Exercise goal: Each line below must be printed again exactly.

___ Data supplied ___

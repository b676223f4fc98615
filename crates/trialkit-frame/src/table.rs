use std::collections::HashMap;
use std::fmt::{Display, Formatter};

use serde_json::Value;

use crate::UtcDateTime;

/// One cell of a [`Table`].
///
/// `Absent` marks "column not present for this row" and is distinct from
/// `Null`, which is an explicit null supplied by the server.
#[derive(Debug, Clone, PartialEq)]
pub enum CellValue {
    Absent,
    Null,
    Bool(bool),
    Int(i64),
    Float(f64),
    Text(String),
    Timestamp(UtcDateTime),
    Json(Value),
}

impl CellValue {
    /// Maps a raw JSON value onto a cell, keeping the source type.
    pub fn from_json(value: &Value) -> Self {
        match value {
            Value::Null => Self::Null,
            Value::Bool(flag) => Self::Bool(*flag),
            Value::Number(number) => match number.as_i64() {
                Some(int) => Self::Int(int),
                None => Self::Float(number.as_f64().unwrap_or(f64::NAN)),
            },
            Value::String(text) => Self::Text(text.clone()),
            other => Self::Json(other.clone()),
        }
    }

    pub const fn is_absent(&self) -> bool {
        matches!(self, Self::Absent)
    }
}

/// Declared type of a table column.
#[derive(Debug, Clone, Copy, PartialEq, Eq)]
pub enum ColumnType {
    /// Parsed UTC timestamps.
    Timestamp,
    /// Dictionary-encoded strings with a small repeated value set.
    Categorical,
    /// Values kept as delivered by the server.
    Raw,
}

impl Display for ColumnType {
    fn fmt(&self, f: &mut Formatter<'_>) -> std::fmt::Result {
        f.write_str(match self {
            Self::Timestamp => "timestamp",
            Self::Categorical => "categorical",
            Self::Raw => "raw",
        })
    }
}

/// Cell slot for typed column storage.
#[derive(Debug, Clone, PartialEq)]
pub(crate) enum Slot<T> {
    Absent,
    Null,
    Value(T),
}

#[derive(Debug, Clone, PartialEq)]
enum ColumnData {
    Timestamp(Vec<Slot<UtcDateTime>>),
    Categorical {
        dictionary: Vec<String>,
        codes: Vec<Slot<u32>>,
    },
    Values(Vec<CellValue>),
}

impl ColumnData {
    fn len(&self) -> usize {
        match self {
            Self::Timestamp(slots) => slots.len(),
            Self::Categorical { codes, .. } => codes.len(),
            Self::Values(cells) => cells.len(),
        }
    }
}

/// A single named, typed column.
#[derive(Debug, Clone, PartialEq)]
pub struct Column {
    name: String,
    data: ColumnData,
}

impl Column {
    pub fn name(&self) -> &str {
        &self.name
    }

    pub fn column_type(&self) -> ColumnType {
        match &self.data {
            ColumnData::Timestamp(_) => ColumnType::Timestamp,
            ColumnData::Categorical { .. } => ColumnType::Categorical,
            ColumnData::Values(_) => ColumnType::Raw,
        }
    }

    pub fn len(&self) -> usize {
        self.data.len()
    }

    pub fn is_empty(&self) -> bool {
        self.len() == 0
    }

    /// Distinct values backing a categorical column, in first-seen order.
    pub fn dictionary(&self) -> Option<&[String]> {
        match &self.data {
            ColumnData::Categorical { dictionary, .. } => Some(dictionary),
            _ => None,
        }
    }

    /// The decoded cell at `row`. Categorical cells decode back to text.
    pub fn cell(&self, row: usize) -> Option<CellValue> {
        match &self.data {
            ColumnData::Timestamp(slots) => slots.get(row).map(|slot| match slot {
                Slot::Absent => CellValue::Absent,
                Slot::Null => CellValue::Null,
                Slot::Value(ts) => CellValue::Timestamp(*ts),
            }),
            ColumnData::Categorical { dictionary, codes } => {
                codes.get(row).map(|slot| match slot {
                    Slot::Absent => CellValue::Absent,
                    Slot::Null => CellValue::Null,
                    Slot::Value(code) => CellValue::Text(dictionary[*code as usize].clone()),
                })
            }
            ColumnData::Values(cells) => cells.get(row).cloned(),
        }
    }
}

/// Immutable columnar table produced by row normalization.
///
/// Every column holds exactly one slot per row; rows that lacked a column
/// carry [`CellValue::Absent`] in it.
#[derive(Debug, Clone, PartialEq, Default)]
pub struct Table {
    columns: Vec<Column>,
    rows: usize,
}

impl Table {
    /// A table with no rows and no columns.
    pub fn empty() -> Self {
        Self::default()
    }

    pub fn len(&self) -> usize {
        self.rows
    }

    pub fn is_empty(&self) -> bool {
        self.rows == 0
    }

    pub fn columns(&self) -> &[Column] {
        &self.columns
    }

    pub fn column_names(&self) -> Vec<&str> {
        self.columns.iter().map(Column::name).collect()
    }

    pub fn column(&self, name: &str) -> Option<&Column> {
        self.columns.iter().find(|column| column.name == name)
    }

    /// Convenience accessor for one decoded cell.
    pub fn cell(&self, row: usize, column: &str) -> Option<CellValue> {
        self.column(column)?.cell(row)
    }
}

/// Incremental column-major builder used by the normalization passes.
#[derive(Debug, Default)]
pub(crate) struct TableBuilder {
    columns: Vec<Column>,
    rows: usize,
}

impl TableBuilder {
    pub(crate) fn with_rows(rows: usize) -> Self {
        Self {
            columns: Vec::new(),
            rows,
        }
    }

    pub(crate) fn push_timestamp_column(
        &mut self,
        name: impl Into<String>,
        slots: Vec<Slot<UtcDateTime>>,
    ) {
        debug_assert_eq!(slots.len(), self.rows);
        self.columns.push(Column {
            name: name.into(),
            data: ColumnData::Timestamp(slots),
        });
    }

    pub(crate) fn push_categorical_column(
        &mut self,
        name: impl Into<String>,
        values: Vec<Slot<String>>,
    ) {
        debug_assert_eq!(values.len(), self.rows);
        let mut dictionary = Vec::new();
        let mut lookup: HashMap<String, u32> = HashMap::new();
        let codes = values
            .into_iter()
            .map(|value| match value {
                Slot::Absent => Slot::Absent,
                Slot::Null => Slot::Null,
                Slot::Value(text) => {
                    let code = *lookup.entry(text.clone()).or_insert_with(|| {
                        dictionary.push(text);
                        (dictionary.len() - 1) as u32
                    });
                    Slot::Value(code)
                }
            })
            .collect();
        self.columns.push(Column {
            name: name.into(),
            data: ColumnData::Categorical { dictionary, codes },
        });
    }

    pub(crate) fn push_raw_column(&mut self, name: impl Into<String>, cells: Vec<CellValue>) {
        debug_assert_eq!(cells.len(), self.rows);
        self.columns.push(Column {
            name: name.into(),
            data: ColumnData::Values(cells),
        });
    }

    pub(crate) fn finish(self) -> Table {
        Table {
            columns: self.columns,
            rows: self.rows,
        }
    }
}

___

Response:
repository b676223f4fc98615
filename crates/trialkit-frame/src/table.rs
use std::collections::HashMap;
use std::fmt::{Display, Formatter};

use serde_json::Value;

use crate::UtcDateTime;

/// One cell of a [`Table`].
///
/// `Absent` marks "column not present for this row" and is distinct from
/// `Null`, which is an explicit null supplied by the server.
#[derive(Debug, Clone, PartialEq)]
pub enum CellValue {
    Absent,
    Null,
    Bool(bool),
    Int(i64),
    Float(f64),
    Text(String),
    Timestamp(UtcDateTime),
    Json(Value),
}

impl CellValue {
    /// Maps a raw JSON value onto a cell, keeping the source type.
    pub fn from_json(value: &Value) -> Self {
        match value {
            Value::Null => Self::Null,
            Value::Bool(flag) => Self::Bool(*flag),
            Value::Number(number) => match number.as_i64() {
                Some(int) => Self::Int(int),
                None => Self::Float(number.as_f64().unwrap_or(f64::NAN)),
            },
            Value::String(text) => Self::Text(text.clone()),
            other => Self::Json(other.clone()),
        }
    }

    pub const fn is_absent(&self) -> bool {
        matches!(self, Self::Absent)
    }
}

/// Declared type of a table column.
#[derive(Debug, Clone, Copy, PartialEq, Eq)]
pub enum ColumnType {
    /// Parsed UTC timestamps.
    Timestamp,
    /// Dictionary-encoded strings with a small repeated value set.
    Categorical,
    /// Values kept as delivered by the server.
    Raw,
}

impl Display for ColumnType {
    fn fmt(&self, f: &mut Formatter<'_>) -> std::fmt::Result {
        f.write_str(match self {
            Self::Timestamp => "timestamp",
            Self::Categorical => "categorical",
            Self::Raw => "raw",
        })
    }
}

/// Cell slot for typed column storage.
#[derive(Debug, Clone, PartialEq)]
pub(crate) enum Slot<T> {
    Absent,
    Null,
    Value(T),
}

#[derive(Debug, Clone, PartialEq)]
enum ColumnData {
    Timestamp(Vec<Slot<UtcDateTime>>),
    Categorical {
        dictionary: Vec<String>,
        codes: Vec<Slot<u32>>,
    },
    Values(Vec<CellValue>),
}

impl ColumnData {
    fn len(&self) -> usize {
        match self {
            Self::Timestamp(slots) => slots.len(),
            Self::Categorical { codes, .. } => codes.len(),
            Self::Values(cells) => cells.len(),
        }
    }
}

/// A single named, typed column.
#[derive(Debug, Clone, PartialEq)]
pub struct Column {
    name: String,
    data: ColumnData,
}

impl Column {
    pub fn name(&self) -> &str {
        &self.name
    }

    pub fn column_type(&self) -> ColumnType {
        match &self.data {
            ColumnData::Timestamp(_) => ColumnType::Timestamp,
            ColumnData::Categorical { .. } => ColumnType::Categorical,
            ColumnData::Values(_) => ColumnType::Raw,
        }
    }

    pub fn len(&self) -> usize {
        self.data.len()
    }

    pub fn is_empty(&self) -> bool {
        self.len() == 0
    }

    /// Distinct values backing a categorical column, in first-seen order.
    pub fn dictionary(&self) -> Option<&[String]> {
        match &self.data {
            ColumnData::Categorical { dictionary, .. } => Some(dictionary),
            _ => None,
        }
    }

    /// The decoded cell at `row`. Categorical cells decode back to text.
    pub fn cell(&self, row: usize) -> Option<CellValue> {
        match &self.data {
            ColumnData::Timestamp(slots) => slots.get(row).map(|slot| match slot {
                Slot::Absent => CellValue::Absent,
                Slot::Null => CellValue::Null,
                Slot::Value(ts) => CellValue::Timestamp(*ts),
            }),
            ColumnData::Categorical { dictionary, codes } => {
                codes.get(row).map(|slot| match slot {
                    Slot::Absent => CellValue::Absent,
                    Slot::Null => CellValue::Null,
                    Slot::Value(code) => CellValue::Text(dictionary[*code as usize].clone()),
                })
            }
            ColumnData::Values(cells) => cells.get(row).cloned(),
        }
    }
}

/// Immutable columnar table produced by row normalization.
///
/// Every column holds exactly one slot per row; rows that lacked a column
/// carry [`CellValue::Absent`] in it.
#[derive(Debug, Clone, PartialEq, Default)]
pub struct Table {
    columns: Vec<Column>,
    rows: usize,
}

impl Table {
    /// A table with no rows and no columns.
    pub fn empty() -> Self {
        Self::default()
    }

    pub fn len(&self) -> usize {
        self.rows
    }

    pub fn is_empty(&self) -> bool {
        self.rows == 0
    }

    pub fn columns(&self) -> &[Column] {
        &self.columns
    }

    pub fn column_names(&self) -> Vec<&str> {
        self.columns.iter().map(Column::name).collect()
    }

    pub fn column(&self, name: &str) -> Option<&Column> {
        self.columns.iter().find(|column| column.name == name)
    }

    /// Convenience accessor for one decoded cell.
    pub fn cell(&self, row: usize, column: &str) -> Option<CellValue> {
        self.column(column)?.cell(row)
    }
}

/// Incremental column-major builder used by the normalization passes.
#[derive(Debug, Default)]
pub(crate) struct TableBuilder {
    columns: Vec<Column>,
    rows: usize,
}

impl TableBuilder {
    pub(crate) fn with_rows(rows: usize) -> Self {
        Self {
            columns: Vec::new(),
            rows,
        }
    }

    pub(crate) fn push_timestamp_column(
        &mut self,
        name: impl Into<String>,
        slots: Vec<Slot<UtcDateTime>>,
    ) {
        debug_assert_eq!(slots.len(), self.rows);
        self.columns.push(Column {
            name: name.into(),
            data: ColumnData::Timestamp(slots),
        });
    }

    pub(crate) fn push_categorical_column(
        &mut self,
        name: impl Into<String>,
        values: Vec<Slot<String>>,
    ) {
        debug_assert_eq!(values.len(), self.rows);
        let mut dictionary = Vec::new();
        let mut lookup: HashMap<String, u32> = HashMap::new();
        let codes = values
            .into_iter()
            .map(|value| match value {
                Slot::Absent => Slot::Absent,
                Slot::Null => Slot::Null,
                Slot::Value(text) => {
                    let code = *lookup.entry(text.clone()).or_insert_with(|| {
                        dictionary.push(text);
                        (dictionary.len() - 1) as u32
                    });
                    Slot::Value(code)
                }
            })
            .collect();
        self.columns.push(Column {
            name: name.into(),
            data: ColumnData::Categorical { dictionary, codes },
        });
    }

    pub(crate) fn push_raw_column(&mut self, name: impl Into<String>, cells: Vec<CellValue>) {
        debug_assert_eq!(cells.len(), self.rows);
        self.columns.push(Column {
            name: name.into(),
            data: ColumnData::Values(cells),
        });
    }

    pub(crate) fn finish(self) -> Table {
        Table {
            columns: self.columns,
            rows: self.rows,
        }
    }
}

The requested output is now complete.